Let’s face it — the last couple of months have been tough on all of us. Heading into the spring with a blazing economy and a historically favorable housing market for homebuyers, we all seemed to be on cruise control. Then came COVID-19. Now a sense of uncertainty seems to have taken over almost every facet of our lives…and unfortunately, that includes the mortgage industry.

As concern about coronavirus (COVID-19) spreads across the globe, markets are reacting to its real and perceived threats to economic growth.

Treasury yields are (way) down, which has in turn pushed interest rates in the mortgage market down as well. In the short-term, that can be a good thing, especially for anyone looking to refinance.

But while low mortgage rates may have lenders hustling for business, the economic impact of the coronavirus on the mortgage market will undoubtedly be a challenge in the long term.


A booming economy means folks are in the market, plain and simple. An uncertain economy usually means just the opposite. While the stock market will ebb and flow as it has throughout its history, supply chain disruptions will hurt certain sectors of the economy in the longer term, with some of those ramifications being felt by ordinary citizens and families.

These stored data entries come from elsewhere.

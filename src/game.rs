use chrono::{NaiveDate, NaiveDateTime};
use rand::Rng;

use crate::constants::{SIMULATED_LOSER_POINTS, SIMULATED_WINNER_POINTS};
use crate::error::{EloError, Result};
use crate::rating::expected_outcome;

/// Completion state of a scheduled game.
#[derive(Clone, Copy, Debug, PartialEq, Eq)]
pub enum GameStatus {
    /// Not played yet
    Incomplete,
    /// Real result
    Final,
    /// Completed by the simulator; scores only encode the winner
    Simulated,
}

/// One game on a season schedule.
#[derive(Clone, Debug, PartialEq)]
pub struct Game {
    pub home_team: String,
    pub away_team: String,
    pub date: NaiveDateTime,
    pub home_points: Option<u32>,
    pub away_points: Option<u32>,
    pub is_simulated: bool,
}

impl Game {
    /// A game that has not been played yet.
    pub fn scheduled(home_team: &str, away_team: &str, date: NaiveDateTime) -> Self {
        Game {
            home_team: home_team.to_string(),
            away_team: away_team.to_string(),
            date,
            home_points: None,
            away_points: None,
            is_simulated: false,
        }
    }

    /// A game with a real final score.
    pub fn played(
        home_team: &str,
        away_team: &str,
        date: NaiveDateTime,
        home_points: u32,
        away_points: u32,
    ) -> Self {
        Game {
            home_points: Some(home_points),
            away_points: Some(away_points),
            ..Game::scheduled(home_team, away_team, date)
        }
    }

    pub fn is_complete(&self) -> bool {
        self.home_points.is_some() && self.away_points.is_some()
    }

    pub fn status(&self) -> GameStatus {
        match (self.is_complete(), self.is_simulated) {
            (false, _) => GameStatus::Incomplete,
            (true, false) => GameStatus::Final,
            (true, true) => GameStatus::Simulated,
        }
    }

    /// Final score as (home, away), if the game is complete.
    pub fn score(&self) -> Option<(u32, u32)> {
        self.home_points.zip(self.away_points)
    }

    /// Whether the home side won, if the game is complete.
    pub fn home_won(&self) -> Option<bool> {
        self.score().map(|(home, away)| home > away)
    }

    pub fn winner(&self) -> Option<&str> {
        self.home_won().map(|home_won| {
            if home_won {
                self.home_team.as_str()
            } else {
                self.away_team.as_str()
            }
        })
    }

    pub fn loser(&self) -> Option<&str> {
        self.home_won().map(|home_won| {
            if home_won {
                self.away_team.as_str()
            } else {
                self.home_team.as_str()
            }
        })
    }

    pub fn involves(&self, team: &str) -> bool {
        self.home_team == team || self.away_team == team
    }

    /// Draw a result for this game from the two teams' ratings.
    ///
    /// Returns a new, completed game carrying placeholder scores. Simulating a
    /// game that already has scores is rejected.
    pub fn simulate<R: Rng + ?Sized>(
        &self,
        home_rating: f64,
        away_rating: f64,
        rng: &mut R,
    ) -> Result<Game> {
        if self.is_complete() {
            return Err(EloError::AlreadyComplete {
                home: self.home_team.clone(),
                away: self.away_team.clone(),
                date: self.date,
            });
        }

        let home_win_prob = expected_outcome(home_rating, away_rating);
        let (home_points, away_points) = if rng.gen::<f64>() < home_win_prob {
            (SIMULATED_WINNER_POINTS, SIMULATED_LOSER_POINTS)
        } else {
            (SIMULATED_LOSER_POINTS, SIMULATED_WINNER_POINTS)
        };

        Ok(Game {
            home_points: Some(home_points),
            away_points: Some(away_points),
            is_simulated: true,
            ..self.clone()
        })
    }

    /// Clear the results of every game played on or after `as_of`.
    ///
    /// Used to project a season as it stood on a past date.
    pub fn uncomplete_after(games: &mut [Game], as_of: NaiveDate) {
        for game in games.iter_mut().filter(|g| g.date.date() >= as_of) {
            game.home_points = None;
            game.away_points = None;
            game.is_simulated = false;
        }
    }
}
use chrono::{NaiveDate, NaiveDateTime};
use pyo3::exceptions::PyValueError;
use pyo3::prelude::*;

use crate::config::SimulationConfig;
use crate::constants::{DEFAULT_TRIALS, K_FACTOR};
use crate::error::EloError;
use crate::game::Game;
use crate::simulation::ProbabilityRow;

impl From<EloError> for PyErr {
    fn from(err: EloError) -> PyErr {
        PyValueError::new_err(err.to_string())
    }
}

/// Schedule row as handed over by the web application:
/// (home, away, date, home points, away points).
type GameRow = (String, String, NaiveDateTime, Option<u32>, Option<u32>);

/// Win probability of a team rated `rating_a` against one rated `rating_b`.
#[pyfunction]
fn expected_outcome(rating_a: f64, rating_b: f64) -> f64 {
    crate::rating::expected_outcome(rating_a, rating_b)
}

/// Rating changes (home, away) for one completed game.
#[pyfunction]
#[pyo3(signature = (home_rating, away_rating, home_points, away_points, k_factor = K_FACTOR))]
fn rating_delta(
    home_rating: f64,
    away_rating: f64,
    home_points: u32,
    away_points: u32,
    k_factor: f64,
) -> PyResult<(f64, f64)> {
    let delta = crate::rating::rating_delta(home_rating, away_rating, home_points, away_points, k_factor)?;
    Ok((delta.home, delta.away))
}

/// Playoff, top seed and championship probabilities as of a date.
#[pyfunction]
#[pyo3(signature = (games, as_of, trials = DEFAULT_TRIALS, seed = None, parallel = false))]
fn project_as_of(
    py: Python<'_>,
    games: Vec<GameRow>,
    as_of: NaiveDate,
    trials: usize,
    seed: Option<u64>,
    parallel: bool,
) -> PyResult<Vec<ProbabilityRow>> {
    let games: Vec<Game> = games
        .into_iter()
        .map(|(home, away, date, home_points, away_points)| Game {
            home_points,
            away_points,
            ..Game::scheduled(&home, &away, date)
        })
        .collect();

    let config = SimulationConfig {
        trials,
        seed,
        parallel,
        ..SimulationConfig::default()
    };
    config
        .validate()
        .map_err(|e| PyValueError::new_err(e.to_string()))?;

    let rows = py.allow_threads(|| crate::projection::project_as_of_seeded(&games, as_of, &config))?;
    Ok(rows)
}

/// Python module definition
#[pymodule]
fn nbaelo_core(m: &Bound<'_, PyModule>) -> PyResult<()> {
    m.add_class::<ProbabilityRow>()?;

    m.add_function(wrap_pyfunction!(expected_outcome, m)?)?;
    m.add_function(wrap_pyfunction!(rating_delta, m)?)?;
    m.add_function(wrap_pyfunction!(project_as_of, m)?)?;

    m.add("K_FACTOR", K_FACTOR)?;
    m.add("DEFAULT_RATING", crate::constants::DEFAULT_RATING)?;

    Ok(())
}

Manufacturing industries in the Midwest and South rely on outputs from China. While Midwestern states may not suffer the largest blows due to Chinese struggles, we won’t be immune from both direct and indirect consequences across a variety of industries.

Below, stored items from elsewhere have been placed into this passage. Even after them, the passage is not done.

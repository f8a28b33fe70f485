use std::collections::BTreeMap;

use rand::Rng;
use serde::Deserialize;
use statrs::distribution::{Binomial, DiscreteCDF};

use crate::conference::Conference;
use crate::constants::{PLAYOFF_TEAMS, SERIES_WINS};
use crate::error::{EloError, Result};
use crate::rating::expected_outcome;
use crate::season::Standings;
use crate::team::Team;

/// When a best-of-seven series stops.
#[derive(Clone, Copy, Debug, Default, PartialEq, Eq, Deserialize)]
#[serde(rename_all = "kebab-case")]
pub enum SeriesPolicy {
    /// Keep playing until both sides have four wins; more wins takes the
    /// series and an even split goes to the lower seed. This matches the
    /// historical projections and can run past seven games.
    #[default]
    BothReachFour,
    /// Conventional rule: first side to four wins.
    FirstToFour,
}

impl SeriesPolicy {
    /// Whether the series winner is settled.
    ///
    /// Under `BothReachFour` the outcome is fixed once the higher seed has five
    /// wins or the lower seed has four; the games still owed cannot change it.
    fn is_over(&self, higher_wins: u32, lower_wins: u32) -> bool {
        match self {
            SeriesPolicy::BothReachFour => higher_wins > SERIES_WINS || lower_wins >= SERIES_WINS,
            SeriesPolicy::FirstToFour => higher_wins >= SERIES_WINS || lower_wins >= SERIES_WINS,
        }
    }
}

/// Probability that the side winning each game with probability `p` takes the series.
///
/// Under `FirstToFour` this is P(X >= 4) for X ~ Binomial(7, p). Under
/// `BothReachFour` the higher seed wins only by reaching five wins before the
/// other side reaches four, which is P(X >= 5) for X ~ Binomial(8, p).
pub fn series_win_probability(p: f64, policy: SeriesPolicy) -> Result<f64> {
    let (games, needed) = match policy {
        SeriesPolicy::FirstToFour => (2 * SERIES_WINS as u64 - 1, SERIES_WINS as u64),
        SeriesPolicy::BothReachFour => (2 * SERIES_WINS as u64, SERIES_WINS as u64 + 1),
    };

    let binomial = Binomial::new(p, games).map_err(|e| EloError::InvalidArgument {
        name: "p",
        reason: e.to_string(),
    })?;
    Ok(1.0 - binomial.cdf(needed - 1))
}

/// A best-of-seven series between two teams.
///
/// The win probability is fixed from the ratings at the start of the series.
#[derive(Clone, Copy, Debug)]
pub struct PlayoffRound<'a> {
    higher_seed: &'a Team,
    lower_seed: &'a Team,
}

impl<'a> PlayoffRound<'a> {
    pub fn new(higher_seed: &'a Team, lower_seed: &'a Team) -> Self {
        PlayoffRound {
            higher_seed,
            lower_seed,
        }
    }

    /// Probability the higher seed wins any single game.
    pub fn game_win_probability(&self) -> f64 {
        expected_outcome(self.higher_seed.current_rating(), self.lower_seed.current_rating())
    }

    pub fn simulate_winner<R: Rng + ?Sized>(&self, policy: SeriesPolicy, rng: &mut R) -> &'a Team {
        let p = self.game_win_probability();
        let (mut higher_wins, mut lower_wins) = (0, 0);

        while !policy.is_over(higher_wins, lower_wins) {
            if rng.gen::<f64>() < p {
                higher_wins += 1;
            } else {
                lower_wins += 1;
            }
        }

        if higher_wins > lower_wins {
            self.higher_seed
        } else {
            self.lower_seed
        }
    }
}

/// Simulates both conference brackets and the final from seeded standings.
pub struct PlayoffSimulator<'a> {
    standings: &'a Standings,
    teams: &'a BTreeMap<String, Team>,
    policy: SeriesPolicy,
}

impl<'a> PlayoffSimulator<'a> {
    pub fn new(
        standings: &'a Standings,
        teams: &'a BTreeMap<String, Team>,
        policy: SeriesPolicy,
    ) -> Self {
        PlayoffSimulator {
            standings,
            teams,
            policy,
        }
    }

    fn seeds(&self, conference: Conference) -> Result<Vec<&'a Team>> {
        let entries = self.standings.conference(conference);
        if entries.len() < PLAYOFF_TEAMS {
            return Err(EloError::InsufficientTeams {
                conference: conference.to_string(),
                found: entries.len(),
                needed: PLAYOFF_TEAMS,
            });
        }

        entries[..PLAYOFF_TEAMS]
            .iter()
            .map(|entry| {
                self.teams.get(&entry.team).ok_or_else(|| EloError::UnknownTeam {
                    team: entry.team.clone(),
                })
            })
            .collect()
    }

    fn series<R: Rng + ?Sized>(&self, higher: &'a Team, lower: &'a Team, rng: &mut R) -> &'a Team {
        PlayoffRound::new(higher, lower).simulate_winner(self.policy, rng)
    }

    /// Play one conference's bracket: 1v8 meets 4v5, 2v7 meets 3v6.
    pub fn simulate_conference<R: Rng + ?Sized>(
        &self,
        conference: Conference,
        rng: &mut R,
    ) -> Result<&'a Team> {
        let seeds = self.seeds(conference)?;

        let w1w8 = self.series(seeds[0], seeds[7], rng);
        let w2w7 = self.series(seeds[1], seeds[6], rng);
        let w3w6 = self.series(seeds[2], seeds[5], rng);
        let w4w5 = self.series(seeds[3], seeds[4], rng);

        let top_half = self.series(w1w8, w4w5, rng);
        let bottom_half = self.series(w2w7, w3w6, rng);
        Ok(self.series(top_half, bottom_half, rng))
    }

    /// Play the full postseason and return the champion.
    pub fn simulate_playoffs<R: Rng + ?Sized>(&self, rng: &mut R) -> Result<&'a Team> {
        let west = self.simulate_conference(Conference::West, rng)?;
        let east = self.simulate_conference(Conference::East, rng)?;
        Ok(self.series(west, east, rng))
    }
}

#[cfg(test)]
mod tests {
    use super::*;
    use crate::season::StandingsEntry;
    use chrono::NaiveDate;
    use rand::SeedableRng;
    use rand_chacha::ChaCha8Rng;

    fn team(symbol: &str, conference: Conference, rating: f64) -> Team {
        let start = NaiveDate::from_ymd_opt(2016, 10, 24)
            .unwrap()
            .and_hms_opt(0, 0, 0)
            .unwrap();
        Team::new(symbol, conference, start).with_start_rating(rating)
    }

    fn make_bracket() -> (Standings, BTreeMap<String, Team>) {
        let mut teams = BTreeMap::new();
        let mut standings = Standings::default();

        for (conference, prefix) in [(Conference::West, "W"), (Conference::East, "E")] {
            for seed in 1..=8 {
                let symbol = format!("{}{}", prefix, seed);
                // Seed 1 is strongest
                let rating = 1800.0 - 50.0 * seed as f64;
                teams.insert(symbol.clone(), team(&symbol, conference, rating));

                let entry = StandingsEntry {
                    team: symbol,
                    record: (60 - seed, 22 + seed),
                };
                match conference {
                    Conference::West => standings.west.push(entry),
                    Conference::East => standings.east.push(entry),
                }
            }
        }
        (standings, teams)
    }

    #[test]
    fn test_first_to_four_stops_at_four() {
        let a = team("A", Conference::West, 1500.0);
        let b = team("B", Conference::West, 1500.0);
        let round = PlayoffRound::new(&a, &b);
        let mut rng = ChaCha8Rng::seed_from_u64(1);

        let mut a_wins = 0;
        for _ in 0..4000 {
            if round.simulate_winner(SeriesPolicy::FirstToFour, &mut rng).symbol == "A" {
                a_wins += 1;
            }
        }
        let rate = a_wins as f64 / 4000.0;
        assert!((rate - 0.5).abs() < 0.03, "rate {}", rate);
    }

    #[test]
    fn test_both_reach_four_tracks_closed_form() {
        let a = team("A", Conference::West, 1500.0);
        let b = team("B", Conference::West, 1500.0);
        let round = PlayoffRound::new(&a, &b);
        let mut rng = ChaCha8Rng::seed_from_u64(2);

        let a_wins = (0..4000)
            .filter(|_| round.simulate_winner(SeriesPolicy::BothReachFour, &mut rng).symbol == "A")
            .count();
        let rate = a_wins as f64 / 4000.0;

        // Even teams: the higher seed needs 5 of the first 8, 93/256
        let expected = series_win_probability(0.5, SeriesPolicy::BothReachFour).unwrap();
        assert!((expected - 93.0 / 256.0).abs() < 1e-9);
        assert!((rate - expected).abs() < 0.03, "rate {} expected {}", rate, expected);
    }

    #[test]
    fn test_strong_team_wins_series_more_than_single_game() {
        let a = team("A", Conference::West, 1700.0);
        let b = team("B", Conference::West, 1300.0);
        let round = PlayoffRound::new(&a, &b);
        let mut rng = ChaCha8Rng::seed_from_u64(42);

        let a_wins = (0..1000)
            .filter(|_| round.simulate_winner(SeriesPolicy::FirstToFour, &mut rng).symbol == "A")
            .count();
        let rate = a_wins as f64 / 1000.0;

        let single_game = expected_outcome(1700.0, 1300.0);
        let series = series_win_probability(single_game, SeriesPolicy::FirstToFour).unwrap();
        assert!(series > single_game);
        assert!(rate > 0.5);
        assert!((rate - series).abs() < 0.03, "rate {} expected {}", rate, series);
    }

    #[test]
    fn test_lopsided_series_finishes() {
        let a = team("A", Conference::West, 9000.0);
        let b = team("B", Conference::West, 1500.0);
        let mut rng = ChaCha8Rng::seed_from_u64(3);

        for policy in [SeriesPolicy::BothReachFour, SeriesPolicy::FirstToFour] {
            assert_eq!(PlayoffRound::new(&a, &b).simulate_winner(policy, &mut rng).symbol, "A");
            assert_eq!(PlayoffRound::new(&b, &a).simulate_winner(policy, &mut rng).symbol, "A");
        }
    }

    #[test]
    fn test_both_reach_four_settles_early() {
        let policy = SeriesPolicy::BothReachFour;
        assert!(!policy.is_over(4, 3));
        assert!(policy.is_over(5, 0));
        assert!(policy.is_over(0, 4));
        assert!(policy.is_over(4, 4));
        assert!(SeriesPolicy::FirstToFour.is_over(4, 0));
    }

    #[test]
    fn test_series_probability_first_to_four_even() {
        let p = series_win_probability(0.5, SeriesPolicy::FirstToFour).unwrap();
        assert!((p - 0.5).abs() < 1e-9);
        assert!(series_win_probability(1.5, SeriesPolicy::FirstToFour).is_err());
    }

    #[test]
    fn test_champion_comes_from_bracket() {
        let (standings, teams) = make_bracket();
        let simulator = PlayoffSimulator::new(&standings, &teams, SeriesPolicy::FirstToFour);
        let mut rng = ChaCha8Rng::seed_from_u64(7);

        let mut titles: BTreeMap<String, usize> = BTreeMap::new();
        for _ in 0..500 {
            let champion = simulator.simulate_playoffs(&mut rng).unwrap();
            *titles.entry(champion.symbol.clone()).or_insert(0) += 1;
        }

        assert!(titles.keys().all(|symbol| teams.contains_key(symbol)));
        let top_seeds = titles.get("W1").unwrap_or(&0) + titles.get("E1").unwrap_or(&0);
        let bottom_seeds = titles.get("W8").unwrap_or(&0) + titles.get("E8").unwrap_or(&0);
        assert!(top_seeds > bottom_seeds);
    }

    #[test]
    fn test_same_seed_same_champion() {
        let (standings, teams) = make_bracket();
        let simulator = PlayoffSimulator::new(&standings, &teams, SeriesPolicy::default());

        let a = simulator.simulate_playoffs(&mut ChaCha8Rng::seed_from_u64(99)).unwrap();
        let b = simulator.simulate_playoffs(&mut ChaCha8Rng::seed_from_u64(99)).unwrap();
        assert_eq!(a.symbol, b.symbol);
    }

    #[test]
    fn test_short_conference_rejected() {
        let (mut standings, teams) = make_bracket();
        standings.east.truncate(7);
        let simulator = PlayoffSimulator::new(&standings, &teams, SeriesPolicy::default());

        let err = simulator
            .simulate_playoffs(&mut ChaCha8Rng::seed_from_u64(1))
            .unwrap_err();
        assert_eq!(
            err,
            EloError::InsufficientTeams {
                conference: "East".to_string(),
                found: 7,
                needed: 8
            }
        );
    }
}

These economic realities play as big of a role in the mortgage industry as low interest rates. In fact, in the short term, it will probably play a larger role.

Chief Financial Analyst for Bankrate, Greg McBride, was recently quoted as saying “The falling yield on the 30-year year Treasury bond is reflective of the concerns about the impact of coronavirus on the U.S. and global economies, however, the 30-year bond doesn’t directly affect mortgage rates. Instead look to the 10-year Treasury note, where the yield has fallen below the 1.5 percent threshold and is drawing closer to the all-time low of 1.37 percent.”


Is there uncertainty out there? For sure! 

But now is still a good time to shop your mortgage. Rates on 30 & 15 fixed rate mortgages are low, which if utilized, could mean paying off a loan much quicker and saving a mountain of cash in the process. 

In the mortgage world, every situation is unique. Your variables may mean bettering your situation by looking now, while others might not.